Fox had responded to his early troubles with smart approaches to the sixth and eighth but really came to life in the pouring rain on the back nine, leaving himself just three feet on the tenth, holing from the fringe on the 11th and getting up and down from the sand on the 12th.
A tee-shot to eight feet on the 14th had him within one and he would soon share the lead, with Hatton going out of bounds on the 15th. The Englishman put his second shot off his provisional to six feet for bogey but had to wait an hour and 23 minutes to hit and make his putt after a lightning delay.
Fox was relentless, however, and despite going left and finding the trees off the 15th tee, he hit a stunning second to nine feet and rolled home to lead on his own.
Rai was level par for the day after 12 holes, cancelling out bogeys on the first and 12th with smart approaches to the sixth and 11th but he put irons inside four feet on the 13th and 14th and holed a ten-footer on the 16th to get to 16 under.
Hatton played a lay-up on the last and birdied from eight feet for a 66 to put the pressure on and Rai was inches from making an eagle and forcing a play-off in his closing 68.
But Fox produced that late gain of his won to take the title, sparking huge celebrations around the green in front of the sell-out crowd.
Rory McIlroy feels he is trending ever closer to his ‘A’ game after he put on a weekend charge to finish in a share of seventh place with Adam Scott and Callum Shinkwin.
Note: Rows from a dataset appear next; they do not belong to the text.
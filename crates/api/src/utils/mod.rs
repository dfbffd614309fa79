//! Server utilities

pub mod health;
pub mod logging;
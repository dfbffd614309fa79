//! Configuration loading
//!
//! Environment variables (`ADSYNC_*`) take precedence; a probed
//! `config.{json,toml}` / `adsync.{json,toml}` file is the fallback.

pub mod loader;

pub use loader::{load, load_from_env, load_from_file, probe_config_paths};
//! AdSync - ad account and campaign mirror
//!
//! Main entry point for the HTTP server.

use std::sync::Arc;

use adsync_server::utils::logging::init_tracing;
use adsync_server::{router, AppContext};
use anyhow::Context;

#[tokio::main]
async fn main() -> anyhow::Result<()> {
    // Load .env before anything reads the environment
    let dotenv = dotenvy::dotenv();

    init_tracing();

    match dotenv {
        Ok(path) => tracing::info!(path = %path.display(), "loaded .env"),
        Err(e) => tracing::debug!(error = %e, "no .env file loaded"),
    }

    let config = adsync_infra::config::load().context("failed to load configuration")?;
    let bind_addr = config.server.bind_addr.clone();

    let ctx = AppContext::new_with_config(config).context("failed to initialise application")?;
    let app = router(Arc::new(ctx));

    let listener = tokio::net::TcpListener::bind(&bind_addr)
        .await
        .with_context(|| format!("failed to bind {bind_addr}"))?;
    tracing::info!(addr = %bind_addr, "adsync listening");

    axum::serve(listener, app).await.context("server error")?;
    Ok(())
}
//! Sync services - one orchestrator per entity type

use std::sync::Arc;

use adsync_domain::{AdSyncError, SyncEntity, SyncOutcome, SyncReport};
use chrono::Utc;
use serde_json::Value;
use tracing::instrument;

use super::credential::{CredentialRequest, CredentialSupplier};
use super::orchestrator::SyncRun;
use super::ports::{AdAccountRepository, AdPlatformClient, CampaignRepository};
use super::transform::{normalize_account_id, transform_accounts, transform_campaigns};

/// Input of one account sync.
#[derive(Debug, Clone)]
pub struct AccountSyncRequest {
    /// Local user that will own the synced accounts.
    pub user_id: String,
    pub credential: CredentialRequest,
}

/// Input of one campaign sync.
#[derive(Debug, Clone)]
pub struct CampaignSyncRequest {
    /// Account id as sent by the caller (`act_<digits>` or `<digits>`).
    pub account_id: String,
    /// Caller, when known. Needed only for the stored-credential fallback.
    pub user_id: Option<String>,
    pub credential: CredentialRequest,
}

/// Mirrors the caller's ad accounts into the local store.
pub struct AccountSyncService {
    client: Arc<dyn AdPlatformClient>,
    accounts: Arc<dyn AdAccountRepository>,
    credentials: CredentialSupplier,
}

impl AccountSyncService {
    pub fn new(
        client: Arc<dyn AdPlatformClient>,
        accounts: Arc<dyn AdAccountRepository>,
        credentials: CredentialSupplier,
    ) -> Self {
        Self { client, accounts, credentials }
    }

    /// Fetch one page of accounts and upsert it.
    #[instrument(skip(self, request), fields(user_id = %request.user_id))]
    pub async fn sync(&self, request: AccountSyncRequest) -> SyncOutcome {
        let AccountSyncRequest { user_id, credential } = request;
        let owner = user_id.as_str();

        SyncRun::new(SyncEntity::AdAccounts)
            .execute(
                async {
                    let credential = self.credentials.supply(&credential, Some(owner)).await?;
                    self.client.fetch_accounts(&credential).await
                },
                |raw: Vec<Value>| async move {
                    let fetched = raw.len();
                    let outcome = transform_accounts(raw, owner, Utc::now().timestamp());
                    let upserted = self.accounts.upsert_accounts(outcome.records).await?;
                    Ok::<_, AdSyncError>(SyncReport {
                        entity: SyncEntity::AdAccounts,
                        fetched,
                        upserted,
                        skipped: outcome.skipped,
                    })
                },
            )
            .await
    }
}

/// Mirrors the campaigns of one ad account into the local store.
pub struct CampaignSyncService {
    client: Arc<dyn AdPlatformClient>,
    campaigns: Arc<dyn CampaignRepository>,
    credentials: CredentialSupplier,
}

impl CampaignSyncService {
    pub fn new(
        client: Arc<dyn AdPlatformClient>,
        campaigns: Arc<dyn CampaignRepository>,
        credentials: CredentialSupplier,
    ) -> Self {
        Self { client, campaigns, credentials }
    }

    /// Fetch one page of campaigns for the account and upsert it.
    #[instrument(skip(self, request), fields(account_id = %request.account_id))]
    pub async fn sync(&self, request: CampaignSyncRequest) -> SyncOutcome {
        let CampaignSyncRequest { account_id, user_id, credential } = request;

        SyncRun::new(SyncEntity::Campaigns)
            .execute(
                async {
                    let credential =
                        self.credentials.supply(&credential, user_id.as_deref()).await?;
                    let key = normalize_account_id(&account_id)?;
                    let raw = self.client.fetch_campaigns(&credential, &key).await?;
                    Ok::<_, AdSyncError>((key, raw))
                },
                |(key, raw): (String, Vec<Value>)| async move {
                    let fetched = raw.len();
                    let outcome = transform_campaigns(raw, &key, Utc::now().timestamp());
                    let upserted = self.campaigns.upsert_campaigns(outcome.records).await?;
                    Ok::<_, AdSyncError>(SyncReport {
                        entity: SyncEntity::Campaigns,
                        fetched,
                        upserted,
                        skipped: outcome.skipped,
                    })
                },
            )
            .await
    }
}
“I’m not far away. There’s a couple things, more so my misses. My good swings are good swings and I can hit good shots. Just managing the misses and just making sure that there’s not a lot of them in there. We are all going to hit bad shots from time to time. That’s natural and inevitable. But if I can eradicate them a little bit and be a little bit more consistent, at least it’s the same pattern which is nice.
“I think what I did well over the weekend, as well, was playing away from those misses and knowing if I was going to miss it, I was going to miss it in the right spot. Managed my game better but it would be nice to go to Rome without those misses.”
Meanwhile finishes of third and eighteenth have more than justified Shane Lowry’s inclusion in Luke Donald’s Ryder Cup team and despite carding a quadruple bogey 9 on the par-5 17th, he rolled in a closing birdie for a final round of 71 for ten-under and a valiant defence of his title.
Tom McKibbin shared 51st place on three-under-par following a closing 72.
Overall, Luke Donald will head to Rome with a smile from ear to ear after seven of his players finished in the top-10 and nine of the top-18 although Tommy Fleetwood and overnight leader Ludvig Aberg will be disappointed with their final rounds.